** EXERCISE MATERIALS follows **

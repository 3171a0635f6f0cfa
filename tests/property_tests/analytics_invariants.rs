//! Property-based tests for analytics invariants
//!
//! These tests check that the summaries partition the population, that the interest
//! graph is a simple undirected graph consistent with its threshold, and that matching
//! responds monotonically to its criteria.

use super::generators::*;
use proptest::prelude::*;
use std::collections::HashSet;
use swipe_stats::domain::aggregation::{
    age_distribution, interest_distribution, relationship_goals, usage_patterns, AgeBand,
    DashboardSummary, SummaryCache,
};
use swipe_stats::domain::config_types::{AgeTolerance, RequiredAgreements};
use swipe_stats::domain::interests::Interest;
use swipe_stats::domain::matching::{MatchCriteria, ProfileMatcher};
use swipe_stats::domain::network::{InterestGraph, NetworkOptions, PairCounts};
use swipe_stats::domain::population::Population;
use swipe_stats::domain::user::Gender;

proptest! {
    #![proptest_config(ProptestConfig::with_cases(64))]

    /// Every grouped summary accounts for each record exactly once
    #[test]
    fn prop_summaries_partition_the_population(records in population()) {
        let total = records.len();
        let male = records.iter().filter(|r| r.gender == Gender::Male).count();

        let ages = age_distribution(&records);
        prop_assert_eq!(ages.len(), AgeBand::ALL.len());
        prop_assert_eq!(ages.iter().map(|b| b.counts.total()).sum::<usize>(), total);
        prop_assert_eq!(ages.iter().map(|b| b.counts.male()).sum::<usize>(), male);

        let goals = relationship_goals(&records);
        prop_assert_eq!(goals.iter().map(|g| g.counts.total()).sum::<usize>(), total);
        let distinct: HashSet<_> = goals.iter().map(|g| g.goal.clone()).collect();
        prop_assert_eq!(distinct.len(), goals.len());

        let usage = usage_patterns(&records);
        prop_assert_eq!(usage.iter().map(|u| u.counts.total()).sum::<usize>(), total);
        for pattern in &usage {
            prop_assert!(pattern.average_swipes >= 0.0);
        }

        for count in interest_distribution(&records) {
            let holders = records.iter().filter(|r| r.has_interest(count.interest)).count();
            prop_assert_eq!(count.counts.total(), holders);
        }
    }

    /// Every record falls in exactly one age band
    #[test]
    fn prop_age_bands_are_exhaustive(records in population()) {
        for record in &records {
            let containing = AgeBand::ALL.iter().filter(|band| band.contains(record.age)).count();
            prop_assert_eq!(containing, 1);
            prop_assert!(AgeBand::for_age(record.age).contains(record.age));
        }
    }

    /// Edges are unordered, unique, never loops, and each clears the overlap threshold
    #[test]
    fn prop_interest_graph_is_simple(records in population(), ratio in overlap_ratio()) {
        let options = NetworkOptions { overlap_ratio: ratio, ..NetworkOptions::default() };
        let graph = InterestGraph::build(&records, &options);
        let counts = PairCounts::from_records(&records);

        let mut seen = HashSet::new();
        for edge in &graph.edges {
            prop_assert_ne!(edge.source, edge.target);
            prop_assert!(seen.insert((edge.source.min(edge.target), edge.source.max(edge.target))));
            prop_assert!(counts.links(edge.source, edge.target, ratio));
            prop_assert_eq!(
                counts.shared(edge.source, edge.target),
                counts.shared(edge.target, edge.source)
            );
            prop_assert_eq!(edge.shared, counts.shared(edge.source, edge.target));
        }

        for a in Interest::ALL {
            for b in Interest::ALL {
                if a < b && counts.links(a, b, ratio) {
                    prop_assert!(graph.edge_between(a, b).is_some());
                }
            }
        }
    }

    /// Widening the age window never loses a match
    #[test]
    fn prop_wider_tolerance_never_loses_matches(
        records in population(),
        query in query_profile(),
        narrow in 0u8..=25,
        extra in 0u8..=25,
    ) {
        let matcher = |years: u8| ProfileMatcher::new(MatchCriteria {
            age_tolerance: AgeTolerance::try_new(years).unwrap(),
            ..MatchCriteria::default()
        });
        let tight = matcher(narrow).fuzzy_matches(&records, &query).len();
        let loose = matcher(narrow + extra).fuzzy_matches(&records, &query).len();
        prop_assert!(tight <= loose);
    }

    /// Demanding more agreements never gains a match
    #[test]
    fn prop_stricter_agreement_never_gains_matches(
        records in population(),
        query in query_profile(),
        tolerance in age_tolerance(),
    ) {
        let mut previous = usize::MAX;
        for required in 1u8..=4 {
            let matcher = ProfileMatcher::new(MatchCriteria {
                age_tolerance: tolerance,
                required_agreements: RequiredAgreements::try_new(required).unwrap(),
                ..MatchCriteria::default()
            });
            let matched = matcher.fuzzy_matches(&records, &query).len();
            prop_assert!(matched <= previous);
            previous = matched;
        }
    }

    /// Reports stay within bounds and suggest only unselected interests
    #[test]
    fn prop_match_report_is_well_formed(
        records in population(),
        query in query_profile(),
        required in required_agreements(),
    ) {
        let matcher = ProfileMatcher::new(MatchCriteria {
            required_agreements: required,
            ..MatchCriteria::default()
        });
        match matcher.evaluate(&records, &query) {
            Ok(report) => {
                prop_assert!(report.fuzzy_matches <= report.population);
                prop_assert!(report.match_percent.into_inner() <= 100);
                prop_assert_eq!(report.attributes.len(), 3 + query.interests.len());
                let limit = matcher.criteria().suggestion_limit.into_inner();
                prop_assert!(report.suggested_interests.len() <= limit);
                for interest in &report.suggested_interests {
                    prop_assert!(!query.interests.contains(*interest));
                }
            }
            Err(_) => prop_assert!(records.is_empty()),
        }
    }

    /// Derived views are pure: recomputing or reading through the cache changes nothing
    #[test]
    fn prop_summaries_are_idempotent(records in population()) {
        let direct = DashboardSummary::from_records(&records);
        prop_assert_eq!(&direct, &DashboardSummary::from_records(&records));

        let population = Population::new(records);
        let cache = SummaryCache::new();
        let first = cache.summary(&population);
        let second = cache.summary(&population);
        prop_assert_eq!(first.as_ref(), &direct);
        prop_assert_eq!(first.as_ref(), second.as_ref());
    }
}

** End of EXERCISE MATERIALS **

PROBLEM DESCRIPTION » Print all the entries exactly as written.

SOLUTION BELOW »
repository 3171a0635f6f0cfa
filename tests/property_tests/analytics_invariants.rs
//! Property-based tests for analytics invariants
//!
//! These tests check that the summaries partition the population, that the interest
//! graph is a simple undirected graph consistent with its threshold, and that matching
//! responds monotonically to its criteria.

use super::generators::*;
use proptest::prelude::*;
use std::collections::HashSet;
use swipe_stats::domain::aggregation::{
    age_distribution, interest_distribution, relationship_goals, usage_patterns, AgeBand,
    DashboardSummary, SummaryCache,
};
use swipe_stats::domain::config_types::{AgeTolerance, RequiredAgreements};
use swipe_stats::domain::interests::Interest;
use swipe_stats::domain::matching::{MatchCriteria, ProfileMatcher};
use swipe_stats::domain::network::{InterestGraph, NetworkOptions, PairCounts};
use swipe_stats::domain::population::Population;
use swipe_stats::domain::user::Gender;

proptest! {
    #![proptest_config(ProptestConfig::with_cases(64))]

    /// Every grouped summary accounts for each record exactly once
    #[test]
    fn prop_summaries_partition_the_population(records in population()) {
        let total = records.len();
        let male = records.iter().filter(|r| r.gender == Gender::Male).count();

        let ages = age_distribution(&records);
        prop_assert_eq!(ages.len(), AgeBand::ALL.len());
        prop_assert_eq!(ages.iter().map(|b| b.counts.total()).sum::<usize>(), total);
        prop_assert_eq!(ages.iter().map(|b| b.counts.male()).sum::<usize>(), male);

        let goals = relationship_goals(&records);
        prop_assert_eq!(goals.iter().map(|g| g.counts.total()).sum::<usize>(), total);
        let distinct: HashSet<_> = goals.iter().map(|g| g.goal.clone()).collect();
        prop_assert_eq!(distinct.len(), goals.len());

        let usage = usage_patterns(&records);
        prop_assert_eq!(usage.iter().map(|u| u.counts.total()).sum::<usize>(), total);
        for pattern in &usage {
            prop_assert!(pattern.average_swipes >= 0.0);
        }

        for count in interest_distribution(&records) {
            let holders = records.iter().filter(|r| r.has_interest(count.interest)).count();
            prop_assert_eq!(count.counts.total(), holders);
        }
    }

    /// Every record falls in exactly one age band
    #[test]
    fn prop_age_bands_are_exhaustive(records in population()) {
        for record in &records {
            let containing = AgeBand::ALL.iter().filter(|band| band.contains(record.age)).count();
            prop_assert_eq!(containing, 1);
            prop_assert!(AgeBand::for_age(record.age).contains(record.age));
        }
    }

    /// Edges are unordered, unique, never loops, and each clears the overlap threshold
    #[test]
    fn prop_interest_graph_is_simple(records in population(), ratio in overlap_ratio()) {
        let options = NetworkOptions { overlap_ratio: ratio, ..NetworkOptions::default() };
        let graph = InterestGraph::build(&records, &options);
        let counts = PairCounts::from_records(&records);

        let mut seen = HashSet::new();
        for edge in &graph.edges {
            prop_assert_ne!(edge.source, edge.target);
            prop_assert!(seen.insert((edge.source.min(edge.target), edge.source.max(edge.target))));
            prop_assert!(counts.links(edge.source, edge.target, ratio));
            prop_assert_eq!(
                counts.shared(edge.source, edge.target),
                counts.shared(edge.target, edge.source)
            );
            prop_assert_eq!(edge.shared, counts.shared(edge.source, edge.target));
        }

        for a in Interest::ALL {
            for b in Interest::ALL {
                if a < b && counts.links(a, b, ratio) {
                    prop_assert!(graph.edge_between(a, b).is_some());
                }
            }
        }
    }

    /// Widening the age window never loses a match
    #[test]
    fn prop_wider_tolerance_never_loses_matches(
        records in population(),
        query in query_profile(),
        narrow in 0u8..=25,
        extra in 0u8..=25,
    ) {
        let matcher = |years: u8| ProfileMatcher::new(MatchCriteria {
            age_tolerance: AgeTolerance::try_new(years).unwrap(),
            ..MatchCriteria::default()
        });
        let tight = matcher(narrow).fuzzy_matches(&records, &query).len();
        let loose = matcher(narrow + extra).fuzzy_matches(&records, &query).len();
        prop_assert!(tight <= loose);
    }

    /// Demanding more agreements never gains a match
    #[test]
    fn prop_stricter_agreement_never_gains_matches(
        records in population(),
        query in query_profile(),
        tolerance in age_tolerance(),
    ) {
        let mut previous = usize::MAX;
        for required in 1u8..=4 {
            let matcher = ProfileMatcher::new(MatchCriteria {
                age_tolerance: tolerance,
                required_agreements: RequiredAgreements::try_new(required).unwrap(),
                ..MatchCriteria::default()
            });
            let matched = matcher.fuzzy_matches(&records, &query).len();
            prop_assert!(matched <= previous);
            previous = matched;
        }
    }

    /// Reports stay within bounds and suggest only unselected interests
    #[test]
    fn prop_match_report_is_well_formed(
        records in population(),
        query in query_profile(),
        required in required_agreements(),
    ) {
        let matcher = ProfileMatcher::new(MatchCriteria {
            required_agreements: required,
            ..MatchCriteria::default()
        });
        match matcher.evaluate(&records, &query) {
            Ok(report) => {
                prop_assert!(report.fuzzy_matches <= report.population);
                prop_assert!(report.match_percent.into_inner() <= 100);
                prop_assert_eq!(report.attributes.len(), 3 + query.interests.len());
                let limit = matcher.criteria().suggestion_limit.into_inner();
                prop_assert!(report.suggested_interests.len() <= limit);
                for interest in &report.suggested_interests {
                    prop_assert!(!query.interests.contains(*interest));
                }
            }
            Err(_) => prop_assert!(records.is_empty()),
        }
    }

    /// Derived views are pure: recomputing or reading through the cache changes nothing
    #[test]
    fn prop_summaries_are_idempotent(records in population()) {
        let direct = DashboardSummary::from_records(&records);
        prop_assert_eq!(&direct, &DashboardSummary::from_records(&records));

        let population = Population::new(records);
        let cache = SummaryCache::new();
        let first = cache.summary(&population);
        let second = cache.summary(&population);
        prop_assert_eq!(first.as_ref(), &direct);
        prop_assert_eq!(first.as_ref(), second.as_ref());
    }
}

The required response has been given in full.